Transaction Response Time: An Example of Dependence on Lower-Level Services

Transaction response time is the primary metric of application service quality as delivered to the end user. It's also an excellent example of the dependence of an application-level quality metric on lower-level services with their associated metrics. In addition, it shows the need for communications between applications design groups and the network services and operations groups. Because of its importance, and because it's such a good example, this section traces the dependencies of transaction response time through all the underlying services and their relevant metrics. (Chapters 9 and 10 present additional details about metrics for the web-server systems and transport infrastructures, respectively.)

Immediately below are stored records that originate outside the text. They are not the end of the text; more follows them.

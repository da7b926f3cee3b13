//! Trial labels derived from input file names.
//!
//! Recordings are named `<date>_<treatment>_<participant>.<ext>`. The trial id
//! is `<treatment>_<participant>`; names that do not follow the convention keep
//! their whole stem. This is a best-effort label, never a validated key.

use std::path::Path;

/// Resolve the trial id for a file name or path.
pub fn trial_id(file_name: impl AsRef<Path>) -> String {
    let path = file_name.as_ref();
    let stem = path
        .file_stem()
        .map(|s| s.to_string_lossy().into_owned())
        .unwrap_or_else(|| path.to_string_lossy().into_owned());

    let parts: Vec<&str> = stem.split('_').collect();
    if parts.len() >= 3 {
        format!("{}_{}", parts[1], parts[2])
    } else {
        stem
    }
}
//! fNIRS Toolkit - block-segmented hemoglobin aggregation for research.
//!
//! This library turns a directory of converted fNIRS recordings into
//! per-block summary tables at channel level and at anatomical-region level.
//!
//! # Guarantees
//!
//! - **Full coverage**: blocks of one recording tile `[0, n_samples)` exactly
//! - **Stable columns**: block order follows first appearance across files,
//!   independent of how many extraction workers run
//! - **No invented zeros**: a missing trial/block combination stays empty
//! - **Partial failure**: a file that cannot be read is reported and skipped
//!
//! # Architecture
//!
//! ```text
//! ┌─────────────────────────────────────────────────────────────┐
//! │                        fNIRS Toolkit                         │
//! ├─────────────────────────────────────────────────────────────┤
//! │  ┌─────────────┐   ┌─────────────┐   ┌─────────────┐       │
//! │  │   Source    │──▶│  Segment    │──▶│   Stats     │       │
//! │  │ (converter) │   │  (blocks)   │   │ (per block) │       │
//! │  └─────────────┘   └─────────────┘   └─────────────┘       │
//! │                                             │               │
//! │                                             ▼               │
//! │  ┌─────────────┐   ┌─────────────┐   ┌─────────────┐       │
//! │  │   Render    │◀──│   Report    │◀──│   Pivot     │       │
//! │  │ (heatmaps)  │   │   (CSV)     │   │ (+ regions) │       │
//! │  └─────────────┘   └─────────────┘   └─────────────┘       │
//! └─────────────────────────────────────────────────────────────┘
//! ```
//!
//! # Example
//!
//! ```no_run
//! use fnirs_toolkit::{run, source::JsonExportConverter, Config, NoopRenderer};
//!
//! let config = Config::default();
//! let converter = JsonExportConverter::new();
//! let files = run::discover_inputs("recordings".as_ref(), &config.input_extension)
//!     .expect("no recordings");
//!
//! let report = run::Pipeline::new(&converter)
//!     .with_workers(4)
//!     .run(&files, None, &config.layout(), &NoopRenderer)
//!     .expect("run failed");
//! println!("{} trials", report.analysis.trials.len());
//! ```

pub mod config;
pub mod core;
pub mod ledger;
pub mod render;
pub mod report;
pub mod run;
pub mod source;

// Re-export key types at crate root for convenience
pub use config::{Config, ConfigError, ConfigOverrides, OutputLayout};
pub use core::{
    segment_blocks, trial_id, Block, ChannelMeasurement, ChannelRegionMap, GlobalBlockOrder,
    HbType, PivotTable,
};
pub use ledger::{RunLedger, RunStats, SharedRunLedger};
pub use render::{HeatmapSpecRenderer, NoopRenderer, RegionRenderer};
pub use run::{MappingStatus, Pipeline, RunError, RunReport};
pub use source::{EventAnnotation, HemoConverter, RawHemoSeries};

/// Library version.
pub const VERSION: &str = env!("CARGO_PKG_VERSION");
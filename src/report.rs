//! Delimited-table persistence for pivot tables and measurements.
//!
//! Tables are written as CSV: a header row with the row-label header followed
//! by the ordered block labels, then one line per row. "No value" cells are
//! written as empty fields and read back as `None`, never as `0`.

use crate::core::pivot::PivotTable;
use crate::core::stats::ChannelMeasurement;
use std::collections::{HashMap, HashSet};
use std::io::{Read, Write};
use std::path::{Path, PathBuf};
use thiserror::Error;

/// File name of the detailed pivot table.
pub const DETAILED_TABLE_FILE: &str = "hbo_averages_detailed_pivot.csv";

/// File name of the long-format measurement table.
pub const MEASUREMENTS_FILE: &str = "hemoglobin_measurements.csv";

/// Errors writing or reading tables.
#[derive(Debug, Error)]
pub enum ReportError {
    #[error("CSV error in {path}: {source}")]
    Csv {
        path: String,
        #[source]
        source: csv::Error,
    },
    #[error("I/O error in {path}: {source}")]
    Io {
        path: String,
        #[source]
        source: std::io::Error,
    },
    #[error("{path} row {row}: '{value}' is not a number")]
    InvalidCell {
        path: String,
        row: usize,
        value: String,
    },
    #[error("{path}: missing header row")]
    MissingHeader { path: String },
    #[error("{path} row {row}: expected {expected} fields, found {found}")]
    RowLength {
        path: String,
        row: usize,
        expected: usize,
        found: usize,
    },
}

/// File-system safe form of a region name: lowercase, spaces and `/` as `_`.
pub fn safe_region_name(region: &str) -> String {
    region.replace([' ', '/'], "_").to_lowercase()
}

fn table_file_name(stem: &str) -> String {
    format!("hbo_region_{stem}.csv")
}

/// Assigns each region a distinct file-name stem for one run.
///
/// Region names that differ only in case, spaces or `/` share a safe name;
/// the first region to ask keeps it and later ones get `_2`, `_3`, ...
/// Asking again for the same region returns the same stem.
#[derive(Debug, Default)]
pub struct RegionStems {
    assigned: HashMap<String, String>,
    taken: HashSet<String>,
}

impl RegionStems {
    pub fn new() -> Self {
        Self::default()
    }

    pub fn stem(&mut self, region: &str) -> String {
        if let Some(stem) = self.assigned.get(region) {
            return stem.clone();
        }

        let base = safe_region_name(region);
        let mut stem = base.clone();
        let mut n = 1;
        while self.taken.contains(&stem) {
            n += 1;
            stem = format!("{base}_{n}");
        }
        if n > 1 {
            tracing::warn!(
                "Region '{}' shares file name '{}' with another region; using '{}'",
                region,
                base,
                stem
            );
        }

        self.taken.insert(stem.clone());
        self.assigned.insert(region.to_string(), stem.clone());
        stem
    }

    /// Table file name (`hbo_region_<stem>.csv`) for a region, unique within this run.
    pub fn table_file(&mut self, region: &str) -> String {
        table_file_name(&self.stem(region))
    }
}

fn format_cell(value: Option<f64>) -> String {
    value.map(|v| v.to_string()).unwrap_or_default()
}

/// Write a table to any writer.
pub fn write_table_to<W: Write>(
    writer: W,
    table: &PivotTable,
    origin: &str,
) -> Result<(), ReportError> {
    let csv_err = |source| ReportError::Csv {
        path: origin.to_string(),
        source,
    };
    let mut out = csv::Writer::from_writer(writer);

    let mut header = Vec::with_capacity(table.columns().len() + 1);
    header.push(table.row_header());
    header.extend(table.columns().iter().map(String::as_str));
    out.write_record(&header).map_err(csv_err)?;

    for (index, row) in table.rows().iter().enumerate() {
        let mut record = Vec::with_capacity(table.columns().len() + 1);
        record.push(row.clone());
        if let Some(values) = table.row_values(index) {
            record.extend(values.iter().map(|v| format_cell(*v)));
        }
        out.write_record(&record).map_err(csv_err)?;
    }

    out.flush().map_err(|source| ReportError::Io {
        path: origin.to_string(),
        source,
    })
}

/// Write a table to a CSV file.
///
/// The table is written next to its destination and renamed into place, so a
/// failed write never leaves a truncated table behind.
pub fn write_table(path: &Path, table: &PivotTable) -> Result<(), ReportError> {
    let origin = path.display().to_string();
    let io_err = |source| ReportError::Io {
        path: origin.clone(),
        source,
    };

    let mut staging = path.as_os_str().to_owned();
    staging.push(".partial");
    let staging = PathBuf::from(staging);

    let file = std::fs::File::create(&staging).map_err(io_err)?;
    if let Err(e) = write_table_to(file, table, &origin) {
        let _ = std::fs::remove_file(&staging);
        return Err(e);
    }
    std::fs::rename(&staging, path).map_err(|e| {
        let _ = std::fs::remove_file(&staging);
        io_err(e)
    })
}

/// Read a table back from any reader.
pub fn read_table_from<R: Read>(reader: R, origin: &str) -> Result<PivotTable, ReportError> {
    let csv_err = |source| ReportError::Csv {
        path: origin.to_string(),
        source,
    };
    let mut input = csv::ReaderBuilder::new()
        .has_headers(false)
        .flexible(true)
        .from_reader(reader);
    let mut records = input.records();

    let header = records
        .next()
        .ok_or_else(|| ReportError::MissingHeader {
            path: origin.to_string(),
        })?
        .map_err(csv_err)?;
    let row_header = header.get(0).unwrap_or("").to_string();
    let columns: Vec<String> = header.iter().skip(1).map(str::to_string).collect();

    let mut rows = Vec::new();
    let mut cells = Vec::new();
    for (row_no, result) in records.enumerate() {
        let record = result.map_err(csv_err)?;
        if record.len() != columns.len() + 1 {
            return Err(ReportError::RowLength {
                path: origin.to_string(),
                row: row_no,
                expected: columns.len() + 1,
                found: record.len(),
            });
        }

        rows.push(record.get(0).unwrap_or("").to_string());
        let values = record
            .iter()
            .skip(1)
            .map(|field| {
                if field.trim().is_empty() {
                    return Ok(None);
                }
                field
                    .trim()
                    .parse::<f64>()
                    .map(Some)
                    .map_err(|_| ReportError::InvalidCell {
                        path: origin.to_string(),
                        row: row_no,
                        value: field.to_string(),
                    })
            })
            .collect::<Result<Vec<_>, _>>()?;
        cells.push(values);
    }

    PivotTable::new(row_header, rows, columns, cells).ok_or_else(|| ReportError::MissingHeader {
        path: origin.to_string(),
    })
}

/// Read a table from a CSV file.
pub fn read_table(path: &Path) -> Result<PivotTable, ReportError> {
    let origin = path.display().to_string();
    let file = std::fs::File::open(path).map_err(|source| ReportError::Io {
        path: origin.clone(),
        source,
    })?;
    read_table_from(file, &origin)
}

/// Write the combined long-format measurement table.
pub fn write_measurements(
    path: &Path,
    measurements: &[ChannelMeasurement],
) -> Result<(), ReportError> {
    let origin = path.display().to_string();
    let csv_err = |source| ReportError::Csv {
        path: origin.clone(),
        source,
    };
    let mut out = csv::Writer::from_path(path).map_err(csv_err)?;
    for measurement in measurements {
        out.serialize(measurement).map_err(csv_err)?;
    }
    out.flush().map_err(|source| ReportError::Io {
        path: origin.clone(),
        source,
    })
}

/// Paths of every table written for one run.
#[derive(Debug, Clone, Default)]
pub struct WrittenTables {
    pub measurements: Option<PathBuf>,
    pub detailed: Option<PathBuf>,
    pub regions: Vec<(String, PathBuf)>,
}

#[cfg(test)]
mod tests {
    use super::*;
    use crate::core::stats::HbType;

    fn sample_table() -> PivotTable {
        PivotTable::new(
            "Trial",
            vec!["CTRL_P01".into(), "CTRL_P02".into()],
            vec!["Rest".into(), "Task".into(), "Recovery".into()],
            vec![
                vec![Some(1.5e-7), None, Some(-0.25)],
                vec![None, Some(0.0), Some(3.0)],
            ],
        )
        .unwrap()
    }

    #[test]
    fn test_safe_region_name() {
        assert_eq!(safe_region_name("Left DLPFC"), "left_dlpfc");
        assert_eq!(safe_region_name("Frontal/Pole"), "frontal_pole");
    }

    #[test]
    fn test_region_stems_are_unique() {
        let mut stems = RegionStems::new();
        assert_eq!(stems.table_file("Left PFC"), "hbo_region_left_pfc.csv");
        assert_eq!(stems.table_file("left_pfc"), "hbo_region_left_pfc_2.csv");
        assert_eq!(stems.stem("LEFT/PFC"), "left_pfc_3");
        // Repeated lookups are stable
        assert_eq!(stems.stem("Left PFC"), "left_pfc");
        assert_eq!(stems.stem("left_pfc"), "left_pfc_2");
    }

    #[test]
    fn test_region_stems_skip_names_already_taken() {
        let mut stems = RegionStems::new();
        assert_eq!(stems.stem("a_2"), "a_2");
        assert_eq!(stems.stem("A"), "a");
        assert_eq!(stems.stem("a"), "a_3");
    }

    #[test]
    fn test_failed_rename_leaves_no_staging_file() {
        let dir = tempfile::tempdir().unwrap();
        let path = dir.path().join("occupied.csv");
        std::fs::create_dir(&path).unwrap();

        let err = write_table(&path, &sample_table()).unwrap_err();
        assert!(matches!(err, ReportError::Io { .. }));
        assert!(!dir.path().join("occupied.csv.partial").exists());
    }

    #[test]
    fn test_empty_cells_are_written_empty() {
        let mut buf = Vec::new();
        write_table_to(&mut buf, &sample_table(), "mem").unwrap();
        let text = String::from_utf8(buf).unwrap();

        let lines: Vec<&str> = text.lines().collect();
        assert_eq!(lines[0], "Trial,Rest,Task,Recovery");
        assert_eq!(lines[1], "CTRL_P01,0.00000015,,-0.25");
        assert_eq!(lines[2], "CTRL_P02,,0,3");
    }

    #[test]
    fn test_round_trip_preserves_order_and_empty_cells() {
        let table = sample_table();
        let mut buf = Vec::new();
        write_table_to(&mut buf, &table, "mem").unwrap();

        let back = read_table_from(buf.as_slice(), "mem").unwrap();
        assert_eq!(back, table);
        assert_eq!(back.get("CTRL_P01", "Task"), None);
        assert_eq!(back.get("CTRL_P02", "Task"), Some(0.0));
    }

    #[test]
    fn test_round_trip_through_file() {
        let dir = tempfile::tempdir().unwrap();
        let path = dir.path().join(RegionStems::new().table_file("Left DLPFC"));

        write_table(&path, &sample_table()).unwrap();
        assert_eq!(read_table(&path).unwrap(), sample_table());
    }

    #[test]
    fn test_write_leaves_no_staging_file() {
        let dir = tempfile::tempdir().unwrap();
        let path = dir.path().join(DETAILED_TABLE_FILE);

        write_table(&path, &sample_table()).unwrap();
        let names: Vec<_> = std::fs::read_dir(dir.path())
            .unwrap()
            .map(|e| e.unwrap().file_name())
            .collect();
        assert_eq!(names, vec![std::ffi::OsString::from(DETAILED_TABLE_FILE)]);
    }

    #[test]
    fn test_read_rejects_bad_cells() {
        let err = read_table_from("Trial,A\nT1,abc\n".as_bytes(), "mem").unwrap_err();
        assert!(matches!(err, ReportError::InvalidCell { row: 0, .. }));

        let err = read_table_from("Trial,A,B\nT1,1\n".as_bytes(), "mem").unwrap_err();
        assert!(matches!(err, ReportError::RowLength { found: 2, .. }));

        let err = read_table_from("".as_bytes(), "mem").unwrap_err();
        assert!(matches!(err, ReportError::MissingHeader { .. }));
    }

    #[test]
    fn test_measurements_export() {
        let dir = tempfile::tempdir().unwrap();
        let path = dir.path().join(MEASUREMENTS_FILE);
        let rows = vec![ChannelMeasurement {
            trial: "CTRL_P01".into(),
            block: "Z".into(),
            channel: "S1_D1 hbo".into(),
            hb_type: HbType::HbO,
            mean: None,
            std: None,
            duration_secs: 0.0,
        }];

        write_measurements(&path, &rows).unwrap();
        let text = std::fs::read_to_string(&path).unwrap();
        let lines: Vec<&str> = text.lines().collect();
        assert_eq!(
            lines[0],
            "Trial,Block,Channel,HbType,Mean_Value,Std_Value,Block_Duration_s"
        );
        assert_eq!(lines[1], "CTRL_P01,Z,S1_D1 hbo,HbO,,,0.0");
    }
}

You can view a transaction as having several time components. These are the serialization delay, queuing delays in transmission, propagation (transmission) delay, and the processing delays in both the network (modem, switching equipment, and so on) and the web-server system. There are also delays, commonly called think time, that are associated with external user activities. They include reading the delivered content, thinking, and talking on the telephoneall of which are not considered here but which will be important in load testing. (Note that there is a strategy in user interface design that can accommodate habits of user perception and influence think time by loading different components at different speeds, organizing the presentation, and using other tactics that create perceptions of positive or negative performance variations.)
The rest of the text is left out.